3. Os membros precisam ter um conhecimento básico, claro e simples a respeito de como utilizar seus dons diariamente, em conformidade com a experiência da igreja apostólica.
4. Os líderes necessitam estar conscientes de que não devem trabalhar sozinhos. Eles têm apenas o papel de facilitadores para que os membros, sob sua responsabilidade, coloquem em prática o que podem realizar de melhor para o reino de Deus.
Conclusão
Os membros da igreja precisam estar cientes de como cruzar a ponte entre seus dons pessoais e os ministérios a eles relacionados. A menos que a liderança compreenda a importância individual de cada crente, a maioria deles não saberá como utilizar seus talentos para a missão. De fato, praticar uma atividade a esmo não significa exercer um ministério. Para que um serviço seja considerado um ministério legítimo, é necessário que ele seja exercido com base nos dons individuais. Muitos ministérios, contudo, poderão ser identificados a partir de atividades diárias, ou seja, de algo que estará comumente associado àquilo que é prazeroso ao membro. O dom individual de cada cristão esconde um ministério acalentado em seu coração e necessita ser expresso como serviço para o reino de Deus. Por isso, o trabalho não pode ser imposto, ou seja, determinado, sem considerar as aptidões dos membros e as necessidades da comunidade local.

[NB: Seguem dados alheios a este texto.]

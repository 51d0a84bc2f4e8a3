//! Raw datagram capture - JSONL diagnostic log of everything the sensor sends
//!
//! Writes `<dir>/udp/frames-YYYYMMDD.jsonl`, rotated at midnight UTC.
//! Each record: ts_recv, src, site, peer, payload_raw (hex), fields (decoded
//! frame, or null plus an error for malformed datagrams).

use crate::domain::types::SensorFrame;
use crate::io::frame::FrameError;
use chrono::Utc;
use serde::Serialize;
use serde_json::json;
use std::fs::{self, File, OpenOptions};
use std::io::{BufWriter, Write};
use std::net::SocketAddr;
use std::path::{Path, PathBuf};
use tracing::{debug, info, warn};

const SUBDIR: &str = "udp";
const NAME_BASE: &str = "frames";

#[derive(Debug, Serialize)]
pub struct CaptureRecord<'a> {
    pub ts_recv: &'a str,
    pub src: &'a str,
    pub site: &'a str,
    pub peer: String,
    pub payload_raw: String,
    pub fields: Option<serde_json::Value>,
    #[serde(skip_serializing_if = "Option::is_none")]
    pub error: Option<String>,
}

pub struct CaptureLogger {
    log_dir: PathBuf,
    site_id: String,
    writer: Option<BufWriter<File>>,
    /// YYYYMMDD of the open file
    current_date: String,
}

impl CaptureLogger {
    pub fn new(log_dir: impl AsRef<Path>, site_id: impl Into<String>) -> Self {
        let log_dir = log_dir.as_ref().to_path_buf();
        let site_id = site_id.into();
        info!(log_dir = %log_dir.display(), site_id = %site_id, "capture_logger_initialized");
        Self { log_dir, site_id, writer: None, current_date: Utc::now().format("%Y%m%d").to_string() }
    }

    fn writer(&mut self) -> std::io::Result<&mut BufWriter<File>> {
        let now_date = Utc::now().format("%Y%m%d").to_string();
        if now_date != self.current_date {
            info!(old_date = %self.current_date, new_date = %now_date, "date_rotation_detected");
            self.writer = None;
            self.current_date = now_date;
        }

        if self.writer.is_none() {
            let dir_path = self.log_dir.join(SUBDIR);
            fs::create_dir_all(&dir_path)?;
            let file_path = dir_path.join(format!("{}-{}.jsonl", NAME_BASE, self.current_date));
            let file = OpenOptions::new().create(true).append(true).open(&file_path)?;
            info!(path = %file_path.display(), "opened_log_file");
            self.writer = Some(BufWriter::new(file));
        }

        self.writer
            .as_mut()
            .ok_or_else(|| std::io::Error::new(std::io::ErrorKind::Other, "capture writer missing"))
    }

    /// Log one datagram with its decode outcome
    ///
    /// IO failures are logged and swallowed; capture never interrupts ingestion.
    pub fn log_datagram(
        &mut self,
        peer: SocketAddr,
        payload: &[u8],
        decoded: Result<&SensorFrame, &FrameError>,
    ) {
        let ts_recv = Utc::now().to_rfc3339();
        let (fields, error) = match decoded {
            Ok(frame) => (
                Some(json!({
                    "area": frame.area,
                    "right_align": frame.right_align,
                    "left_align": frame.left_align,
                    "profile_count": frame.profile_count,
                    "pulse_count": frame.pulse_count,
                    "distance": frame.distance,
                })),
                None,
            ),
            Err(e) => (None, Some(e.to_string())),
        };

        let record = CaptureRecord {
            ts_recv: &ts_recv,
            src: "udp",
            site: &self.site_id,
            peer: peer.to_string(),
            payload_raw: hex::encode(payload),
            fields,
            error,
        };

        let line = match serde_json::to_string(&record) {
            Ok(line) => line,
            Err(e) => {
                warn!(error = %e, "capture_serialize_failed");
                return;
            }
        };

        let result = self.writer().and_then(|w| {
            writeln!(w, "{}", line)?;
            w.flush()
        });
        match result {
            Ok(()) => debug!(peer = %peer, bytes = payload.len(), "datagram_captured"),
            Err(e) => warn!(error = %e, "capture_write_failed"),
        }
    }
}

#[cfg(test)]
mod tests {
    use super::*;
    use crate::io::frame::{decode_frame, encode_frame};
    use tempfile::tempdir;

    fn peer() -> SocketAddr {
        "192.168.0.10:50000".parse().unwrap()
    }

    fn read_single_file(dir: &Path) -> Vec<serde_json::Value> {
        let udp_dir = dir.join("udp");
        let entries: Vec<_> = fs::read_dir(&udp_dir).unwrap().filter_map(|e| e.ok()).collect();
        assert_eq!(entries.len(), 1, "should have one capture file");
        let name = entries[0].file_name().to_string_lossy().to_string();
        assert!(name.starts_with("frames-") && name.ends_with(".jsonl"));
        fs::read_to_string(entries[0].path())
            .unwrap()
            .lines()
            .map(|l| serde_json::from_str(l).unwrap())
            .collect()
    }

    #[test]
    fn test_capture_decoded_frame() {
        let dir = tempdir().unwrap();
        let mut logger = CaptureLogger::new(dir.path(), "belt-1");

        let frame = SensorFrame {
            area: 120.0,
            right_align: 10.0,
            left_align: 8.0,
            profile_count: 3,
            pulse_count: 1000,
            distance: 50.0,
        };
        let bytes = encode_frame(&frame);
        let decoded = decode_frame(&bytes);
        logger.log_datagram(peer(), &bytes, decoded.as_ref());

        let records = read_single_file(dir.path());
        assert_eq!(records.len(), 1);
        assert_eq!(records[0]["src"], "udp");
        assert_eq!(records[0]["site"], "belt-1");
        assert_eq!(records[0]["peer"], "192.168.0.10:50000");
        assert_eq!(records[0]["payload_raw"], hex::encode(&bytes[..]));
        assert_eq!(records[0]["fields"]["pulse_count"], 1000);
        assert!(records[0].get("error").is_none());
    }

    #[test]
    fn test_capture_malformed_datagram() {
        let dir = tempdir().unwrap();
        let mut logger = CaptureLogger::new(dir.path(), "belt-1");

        let payload = [0xde, 0xad];
        let decoded = decode_frame(&payload);
        logger.log_datagram(peer(), &payload, decoded.as_ref());
        logger.log_datagram(peer(), &payload, decoded.as_ref());

        let records = read_single_file(dir.path());
        assert_eq!(records.len(), 2);
        assert_eq!(records[0]["payload_raw"], "dead");
        assert!(records[0]["fields"].is_null());
        assert!(records[0]["error"].as_str().unwrap().contains("2 bytes"));
    }
}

Por fim, quando ajudamos outros a descobrir seus dons e aplicá-los em ministérios, não estamos apenas auxiliando-os no crescimento espiritual, mas também crescendo em termos de maturidade cristã.8
Referências
- 1 Denis Fortin, “The Holy Spirit and the Church”, em Ángel Manuel Rodriguez (ed). Message, Mission and Unity of the Church (Hagerstown: Review and Herald Publishing Association, 2013), p. 320, 321 (itálico acrescentado).
- 2 Eddie Gibbs, Para Onde Vai a Igreja? (Curitiba: Editora Esperança, 2012), p. 23.
- 3 Mike Regele; Mark Schulz, The Death of the Church (Grand Rapids: Zondervan, 1995), p. 1.
- 4 Bill e Lynne Hybels, Redescobrindo a Igreja (São Paulo: Editora Hagnos, 2003), p. 169.
- 5 Ibid.
- 6 Christian Schwarz, O Desenvolvimento Natural da Igreja (Curitiba: Editora Evangélica Esperança, 1996), p. 22-38.
- 7 Associação Geral da Igreja Adventista do Sétimo Dia, Nisto Cremos (Tatuí, SP: Casa Publicadora Brasileira, 2015), p. 271.
- 8 Curtis James, Encountering God by Serving Others. Disponível em <npfcc.org>. Acesso em 30/12/2010.